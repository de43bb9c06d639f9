// Copyright (C) 2026 Fred Clausen
// Use of this source code is governed by an MIT-style
// license that can be found in the LICENSE file or at
// https://opensource.org/licenses/MIT.

//! `MySQL`/`MariaDB` connection setup.
//!
//! The server can run against `MySQL` when started with `--mysql-url`, but
//! the standard test suite never touches it. The ignored tests in
//! `tests/backend_validation_tests.rs` run only through
//! `cargo xtask test-mariadb`, which starts a `MariaDB` container and sets
//! `DATABASE_URL` and `CONTEST_VOTE_TEST_BACKEND`.
//!
//! `migrations_mysql/` must describe the same tables, columns, constraints,
//! and indexes as `migrations/`. Change both directories together.

use diesel::dsl::sql;
use diesel::sql_types::{BigInt, Integer};
use diesel::{Connection, MysqlConnection, QueryableByName, RunQueryDsl};
use diesel_migrations::{EmbeddedMigrations, MigrationHarness, embed_migrations};
use tracing::info;

use crate::error::PersistenceError;

#[derive(QueryableByName)]
struct ForeignKeyCheck {
    #[diesel(sql_type = Integer)]
    fk_checks: i32,
}

/// Contest, participant, and vote tables in `MySQL` syntax.
pub const MYSQL_MIGRATIONS: EmbeddedMigrations = embed_migrations!("migrations_mysql");

/// Reads `LAST_INSERT_ID()` for the connection.
///
/// # Errors
///
/// Returns an error if the query fails.
pub fn get_last_insert_rowid(conn: &mut MysqlConnection) -> Result<i64, PersistenceError> {
    Ok(diesel::select(sql::<BigInt>("LAST_INSERT_ID()")).get_result(conn)?)
}

/// Connects to `database_url` and migrates.
///
/// # Errors
///
/// Returns an error if connection or migration fails.
pub fn initialize_database(database_url: &str) -> Result<MysqlConnection, PersistenceError> {
    info!("Initializing MySQL database");

    let mut conn: MysqlConnection = MysqlConnection::establish(database_url)
        .map_err(|e| PersistenceError::DatabaseConnectionFailed(e.to_string()))?;

    run_migrations(&mut conn).map_err(|e| PersistenceError::MigrationFailed(e.to_string()))?;

    Ok(conn)
}

/// Applies pending migrations.
///
/// # Errors
///
/// Returns an error if a migration fails.
pub fn run_migrations(
    conn: &mut MysqlConnection,
) -> Result<(), Box<dyn std::error::Error + Send + Sync>> {
    info!("Running MySQL database migrations");
    conn.run_pending_migrations(MYSQL_MIGRATIONS)?;
    Ok(())
}

/// Fails unless `@@foreign_key_checks` is set.
///
/// # Errors
///
/// Returns an error if the variable cannot be read or is off.
pub fn verify_foreign_key_enforcement(conn: &mut MysqlConnection) -> Result<(), PersistenceError> {
    let check: ForeignKeyCheck = diesel::sql_query("SELECT @@foreign_key_checks AS fk_checks")
        .get_result(conn)
        .map_err(|e| {
            PersistenceError::QueryFailed(format!(
                "Failed to verify foreign key enforcement: {e}"
            ))
        })?;

    if check.fk_checks == 1 {
        info!("MySQL foreign key enforcement is enabled");
        Ok(())
    } else {
        Err(PersistenceError::ForeignKeyEnforcementNotEnabled)
    }
}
******
TASK INSTRUCTIONS =
Whenever the string "QueryableByName" shows up in a line of the records, that line counts; state how many lines count, and only that.

RESULT FOR THIS TASK =
2